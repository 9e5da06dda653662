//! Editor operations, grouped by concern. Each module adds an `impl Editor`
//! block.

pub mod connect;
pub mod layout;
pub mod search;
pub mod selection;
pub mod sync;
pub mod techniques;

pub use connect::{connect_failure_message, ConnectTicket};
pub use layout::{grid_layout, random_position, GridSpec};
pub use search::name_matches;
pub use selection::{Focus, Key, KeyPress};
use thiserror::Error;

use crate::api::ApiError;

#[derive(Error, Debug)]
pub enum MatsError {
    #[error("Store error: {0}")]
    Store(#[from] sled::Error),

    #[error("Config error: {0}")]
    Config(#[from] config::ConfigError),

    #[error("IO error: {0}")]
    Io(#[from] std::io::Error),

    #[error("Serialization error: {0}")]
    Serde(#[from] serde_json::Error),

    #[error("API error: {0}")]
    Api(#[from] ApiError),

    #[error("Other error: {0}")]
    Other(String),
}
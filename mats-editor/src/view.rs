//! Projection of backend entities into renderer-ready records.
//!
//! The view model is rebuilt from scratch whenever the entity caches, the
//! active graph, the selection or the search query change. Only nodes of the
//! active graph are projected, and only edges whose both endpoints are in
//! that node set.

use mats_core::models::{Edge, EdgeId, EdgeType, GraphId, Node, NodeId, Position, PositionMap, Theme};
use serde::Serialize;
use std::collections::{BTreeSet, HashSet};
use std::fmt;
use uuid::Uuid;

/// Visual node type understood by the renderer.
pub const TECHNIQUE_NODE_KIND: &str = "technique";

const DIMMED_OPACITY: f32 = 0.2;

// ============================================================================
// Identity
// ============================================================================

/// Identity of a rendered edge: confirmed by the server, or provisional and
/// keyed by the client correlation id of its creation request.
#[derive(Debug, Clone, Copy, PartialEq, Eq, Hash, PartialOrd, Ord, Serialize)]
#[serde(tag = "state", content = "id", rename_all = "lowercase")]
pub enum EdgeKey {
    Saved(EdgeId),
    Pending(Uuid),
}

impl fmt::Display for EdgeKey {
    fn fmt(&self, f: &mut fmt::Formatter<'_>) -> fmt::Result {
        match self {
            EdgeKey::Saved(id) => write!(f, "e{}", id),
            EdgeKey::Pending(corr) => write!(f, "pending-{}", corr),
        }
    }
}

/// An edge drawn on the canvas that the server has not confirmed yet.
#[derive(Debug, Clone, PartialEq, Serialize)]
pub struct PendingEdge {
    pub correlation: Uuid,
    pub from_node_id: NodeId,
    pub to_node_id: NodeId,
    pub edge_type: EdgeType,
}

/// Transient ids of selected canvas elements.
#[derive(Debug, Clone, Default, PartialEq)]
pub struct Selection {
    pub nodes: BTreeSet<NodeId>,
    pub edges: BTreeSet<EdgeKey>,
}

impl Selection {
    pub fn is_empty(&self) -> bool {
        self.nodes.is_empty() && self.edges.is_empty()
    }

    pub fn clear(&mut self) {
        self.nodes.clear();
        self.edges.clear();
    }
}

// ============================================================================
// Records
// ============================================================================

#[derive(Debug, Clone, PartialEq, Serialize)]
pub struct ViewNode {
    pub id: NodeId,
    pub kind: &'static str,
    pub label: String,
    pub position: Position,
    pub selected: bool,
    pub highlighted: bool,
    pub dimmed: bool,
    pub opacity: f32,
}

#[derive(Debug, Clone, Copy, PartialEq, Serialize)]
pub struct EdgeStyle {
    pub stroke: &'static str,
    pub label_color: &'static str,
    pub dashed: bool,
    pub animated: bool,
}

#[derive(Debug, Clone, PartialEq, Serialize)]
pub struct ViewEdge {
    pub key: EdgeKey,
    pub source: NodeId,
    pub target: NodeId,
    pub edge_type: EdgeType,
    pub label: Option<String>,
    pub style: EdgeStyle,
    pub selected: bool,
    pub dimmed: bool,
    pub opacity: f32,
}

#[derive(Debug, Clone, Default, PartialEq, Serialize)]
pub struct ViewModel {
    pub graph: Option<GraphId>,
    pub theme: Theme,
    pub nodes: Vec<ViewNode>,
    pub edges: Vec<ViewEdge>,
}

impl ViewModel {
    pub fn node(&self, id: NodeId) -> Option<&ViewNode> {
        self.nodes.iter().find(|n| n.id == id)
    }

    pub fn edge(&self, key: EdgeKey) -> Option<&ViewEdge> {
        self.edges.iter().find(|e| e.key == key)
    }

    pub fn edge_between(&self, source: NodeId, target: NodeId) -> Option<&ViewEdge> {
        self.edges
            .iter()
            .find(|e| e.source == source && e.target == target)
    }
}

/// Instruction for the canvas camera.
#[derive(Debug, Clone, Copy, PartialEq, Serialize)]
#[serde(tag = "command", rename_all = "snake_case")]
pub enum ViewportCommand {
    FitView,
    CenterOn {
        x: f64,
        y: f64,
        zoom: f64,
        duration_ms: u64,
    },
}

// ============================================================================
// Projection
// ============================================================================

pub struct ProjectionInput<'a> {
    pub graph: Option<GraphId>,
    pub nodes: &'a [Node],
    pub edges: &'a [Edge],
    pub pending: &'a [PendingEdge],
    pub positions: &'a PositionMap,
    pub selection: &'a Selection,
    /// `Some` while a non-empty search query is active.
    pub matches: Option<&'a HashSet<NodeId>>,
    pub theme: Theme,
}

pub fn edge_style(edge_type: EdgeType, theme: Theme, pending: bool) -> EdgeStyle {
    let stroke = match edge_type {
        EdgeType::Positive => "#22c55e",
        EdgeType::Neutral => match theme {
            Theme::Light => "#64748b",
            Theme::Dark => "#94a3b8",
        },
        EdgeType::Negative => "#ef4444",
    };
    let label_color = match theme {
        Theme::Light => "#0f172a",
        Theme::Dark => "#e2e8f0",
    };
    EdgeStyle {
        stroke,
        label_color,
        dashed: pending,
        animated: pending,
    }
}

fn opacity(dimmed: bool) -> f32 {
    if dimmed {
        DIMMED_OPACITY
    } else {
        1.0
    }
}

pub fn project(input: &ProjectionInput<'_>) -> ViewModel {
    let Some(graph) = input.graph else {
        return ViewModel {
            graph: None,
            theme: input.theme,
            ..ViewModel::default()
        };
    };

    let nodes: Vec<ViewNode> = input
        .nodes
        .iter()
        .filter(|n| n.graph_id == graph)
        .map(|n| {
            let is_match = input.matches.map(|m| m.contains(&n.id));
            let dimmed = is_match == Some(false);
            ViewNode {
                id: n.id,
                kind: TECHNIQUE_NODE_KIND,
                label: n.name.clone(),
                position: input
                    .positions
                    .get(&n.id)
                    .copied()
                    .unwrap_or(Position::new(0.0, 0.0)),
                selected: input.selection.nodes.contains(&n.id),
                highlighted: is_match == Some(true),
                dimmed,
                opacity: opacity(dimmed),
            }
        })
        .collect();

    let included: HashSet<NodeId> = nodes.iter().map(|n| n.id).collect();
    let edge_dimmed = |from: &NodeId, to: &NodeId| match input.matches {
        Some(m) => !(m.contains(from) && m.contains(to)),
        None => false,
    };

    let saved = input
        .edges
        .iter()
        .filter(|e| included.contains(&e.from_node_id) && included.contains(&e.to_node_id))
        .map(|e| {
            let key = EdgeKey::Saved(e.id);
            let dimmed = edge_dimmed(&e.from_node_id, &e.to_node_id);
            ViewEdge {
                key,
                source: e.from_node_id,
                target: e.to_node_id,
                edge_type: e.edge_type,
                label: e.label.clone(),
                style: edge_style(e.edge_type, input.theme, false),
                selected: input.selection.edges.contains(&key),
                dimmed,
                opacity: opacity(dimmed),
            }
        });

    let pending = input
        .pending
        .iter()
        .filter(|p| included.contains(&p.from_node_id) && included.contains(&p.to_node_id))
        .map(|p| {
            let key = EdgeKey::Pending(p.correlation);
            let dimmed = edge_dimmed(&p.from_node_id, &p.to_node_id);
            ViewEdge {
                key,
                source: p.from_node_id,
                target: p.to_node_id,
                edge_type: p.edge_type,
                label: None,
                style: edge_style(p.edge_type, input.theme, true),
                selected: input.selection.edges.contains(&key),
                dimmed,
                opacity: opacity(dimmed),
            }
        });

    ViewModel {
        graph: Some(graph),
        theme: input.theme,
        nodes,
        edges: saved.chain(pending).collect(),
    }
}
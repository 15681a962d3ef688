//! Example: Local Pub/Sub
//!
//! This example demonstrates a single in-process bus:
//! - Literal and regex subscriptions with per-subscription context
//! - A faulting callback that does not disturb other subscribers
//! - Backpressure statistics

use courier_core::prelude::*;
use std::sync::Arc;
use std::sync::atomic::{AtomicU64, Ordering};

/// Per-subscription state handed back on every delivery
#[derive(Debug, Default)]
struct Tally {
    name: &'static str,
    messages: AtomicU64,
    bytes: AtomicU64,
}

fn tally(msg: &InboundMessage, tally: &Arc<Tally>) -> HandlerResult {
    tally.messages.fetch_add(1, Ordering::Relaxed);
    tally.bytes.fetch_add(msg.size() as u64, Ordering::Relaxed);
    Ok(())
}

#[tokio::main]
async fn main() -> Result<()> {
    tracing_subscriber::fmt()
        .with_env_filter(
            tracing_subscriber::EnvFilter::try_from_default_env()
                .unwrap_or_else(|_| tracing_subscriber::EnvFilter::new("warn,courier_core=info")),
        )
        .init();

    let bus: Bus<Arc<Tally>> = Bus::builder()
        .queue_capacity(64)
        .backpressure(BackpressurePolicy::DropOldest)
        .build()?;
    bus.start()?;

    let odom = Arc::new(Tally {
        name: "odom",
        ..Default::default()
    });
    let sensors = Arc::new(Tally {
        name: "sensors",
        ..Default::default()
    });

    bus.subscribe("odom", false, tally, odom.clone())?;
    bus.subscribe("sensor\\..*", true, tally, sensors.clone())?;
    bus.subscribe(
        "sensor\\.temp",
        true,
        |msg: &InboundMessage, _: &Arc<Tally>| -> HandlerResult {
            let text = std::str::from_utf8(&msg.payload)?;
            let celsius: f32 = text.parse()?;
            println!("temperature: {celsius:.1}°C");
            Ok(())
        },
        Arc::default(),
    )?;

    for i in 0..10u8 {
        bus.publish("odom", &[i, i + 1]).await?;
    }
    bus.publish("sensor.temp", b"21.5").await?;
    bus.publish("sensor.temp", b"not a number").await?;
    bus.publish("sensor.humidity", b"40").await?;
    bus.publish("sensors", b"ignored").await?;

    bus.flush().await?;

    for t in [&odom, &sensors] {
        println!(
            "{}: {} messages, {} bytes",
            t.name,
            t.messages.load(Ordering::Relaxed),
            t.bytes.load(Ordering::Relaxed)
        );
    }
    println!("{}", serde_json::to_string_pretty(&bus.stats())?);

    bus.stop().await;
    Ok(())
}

—————

What is required
Among the entries, how many lines include the word "odom"? Give only the number.

Solution to this exercise
5